Abstract 528: Angiotensin-ii Induces Strain-dependent Renovascular Remodeling in Mice

Abstract

Activation of renin-angiotensin system and production of Angiotensin-II plays an important role in several pathological processes leading to end stage renal disease. Sustained hypertension induces renovascular remodeling in both intra and extra-renal vasculature by altering extracellular matrix (ECM) components. Recent studies in vascular remodeling have shown strain-dependent phenotypic variation in carotid artery and in pulmonary hypertension indicating a genetic basis for disease susceptibility. We hypothesized that sensitivity to develop hypertension to angiotensin-II infusion and subsequent renovascular remodeling will vary depending on the genetic background. C57BL/6J (WT) and TIMP2^-/-mice were used in this study. Osmotic pumps loaded with Angiotensin-II (Ang-II) were introduced into a dorsal subcutaneous pocket for delivery at 250 ng. kg^-1. min^-1. Pumps loaded with saline served as controls for both groups. Blood pressure, renal vascular blood flow, renal vascular density, collagen and elastin deposition, oxidative stress and tissue levels of MMP-2 and MMP-9 were determined.

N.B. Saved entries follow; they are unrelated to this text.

//! TCP + implicit TLS connections for the retrieval protocols.
//!
//! Certificate verification is a per-connection choice carried by
//! [`MailboxConfig::verify_certificates`]; nothing here touches process-wide
//! TLS state.

use std::sync::Arc;

use rustls::client::danger::{HandshakeSignatureValid, ServerCertVerified, ServerCertVerifier};
use rustls::crypto::{CryptoProvider, verify_tls12_signature, verify_tls13_signature};
use rustls::{ClientConfig, DigitallySignedStruct, RootCertStore, SignatureScheme};
use rustls_pki_types::{CertificateDer, ServerName, UnixTime};
use tokio::io::{AsyncRead, AsyncWrite};
use tokio::net::TcpStream;
use tokio_rustls::TlsConnector;
use tracing::{debug, warn};

use crate::config::MailboxConfig;
use crate::error::MailError;

/// Byte stream a protocol session runs over (plain TCP, TLS, or an in-memory pipe in tests).
pub trait MailStream: AsyncRead + AsyncWrite + Unpin + Send {}

impl<T: AsyncRead + AsyncWrite + Unpin + Send> MailStream for T {}

/// Open a connection to the configured server, wrapping it in TLS when enabled.
pub async fn connect(config: &MailboxConfig) -> Result<Box<dyn MailStream>, MailError> {
    let tcp = TcpStream::connect((config.host.as_str(), config.port))
        .await
        .map_err(|e| MailError::Connect {
            host: config.host.clone(),
            port: config.port,
            reason: e.to_string(),
        })?;
    debug!(host = %config.host, port = config.port, tls = config.tls, "TCP connected");

    if !config.tls {
        return Ok(Box::new(tcp));
    }

    let tls_config = client_config(config.verify_certificates)?;
    let server_name = ServerName::try_from(config.host.clone())
        .map_err(|e| MailError::Tls(format!("invalid server name '{}': {e}", config.host)))?;
    let tls = TlsConnector::from(tls_config)
        .connect(server_name, tcp)
        .await
        .map_err(|e| MailError::Connect {
            host: config.host.clone(),
            port: config.port,
            reason: format!("TLS handshake failed: {e}"),
        })?;
    Ok(Box::new(tls))
}

fn provider() -> Arc<CryptoProvider> {
    Arc::new(rustls::crypto::ring::default_provider())
}

/// Build a rustls client config. With `verify == false` any certificate is accepted.
fn client_config(verify: bool) -> Result<Arc<ClientConfig>, MailError> {
    let provider = provider();
    let builder = ClientConfig::builder_with_provider(Arc::clone(&provider))
        .with_safe_default_protocol_versions()
        .map_err(|e| MailError::Tls(e.to_string()))?;

    let config = if verify {
        let mut roots = RootCertStore::empty();
        roots.extend(webpki_roots::TLS_SERVER_ROOTS.iter().cloned());
        builder.with_root_certificates(roots).with_no_client_auth()
    } else {
        warn!("TLS certificate verification disabled for this connection");
        builder
            .dangerous()
            .with_custom_certificate_verifier(Arc::new(AcceptAnyCertificate(provider)))
            .with_no_client_auth()
    };
    Ok(Arc::new(config))
}

/// Verifier for self-signed test servers: skips chain validation but still
/// checks handshake signatures.
#[derive(Debug)]
struct AcceptAnyCertificate(Arc<CryptoProvider>);

impl ServerCertVerifier for AcceptAnyCertificate {
    fn verify_server_cert(
        &self,
        _end_entity: &CertificateDer<'_>,
        _intermediates: &[CertificateDer<'_>],
        _server_name: &ServerName<'_>,
        _ocsp_response: &[u8],
        _now: UnixTime,
    ) -> Result<ServerCertVerified, rustls::Error> {
        Ok(ServerCertVerified::assertion())
    }

    fn verify_tls12_signature(
        &self,
        message: &[u8],
        cert: &CertificateDer<'_>,
        dss: &DigitallySignedStruct,
    ) -> Result<HandshakeSignatureValid, rustls::Error> {
        verify_tls12_signature(message, cert, dss, &self.0.signature_verification_algorithms)
    }

    fn verify_tls13_signature(
        &self,
        message: &[u8],
        cert: &CertificateDer<'_>,
        dss: &DigitallySignedStruct,
    ) -> Result<HandshakeSignatureValid, rustls::Error> {
        verify_tls13_signature(message, cert, dss, &self.0.signature_verification_algorithms)
    }

    fn supported_verify_schemes(&self) -> Vec<SignatureScheme> {
        self.0.signature_verification_algorithms.supported_schemes()
    }
}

Results: TIMP2^-/- mice had higher baseline mean blood pressure (130.5±6.4 mm Hg) compared to WT mice (111.07±7.3 mm Hg). After 4 weeks of Ang-II treatment, mean arterial pressure increased to 150.33±11.9 in TIMP2 ^-/- mice compared to 129.9±5.7 mm Hg in WT mice. The renal cortical blood flow was reduced in TIMP2^-/- mice (1125 flux units) compared to WT (1350 flux units) and untreated controls. Barium angiography demonstrated decreased renal vascular density in TIMP2^-/- mice compared to WT group. Peri-glomerular and vascular collagen deposition was increased in TIMP2^-/- and WT, whereas elastin was reduced and disrupted in TIMP2^-/- renal vasculature. Intracellular reactive oxygen species production was predominant in TIMP2^-/- group than in WT or control animals.

Conclusion: Our results suggest that in Ang-II induced hypertension, renovascular response is strain dependent and TIMP2^-/- mice appear to be more susceptible to end organ damage than WT mice.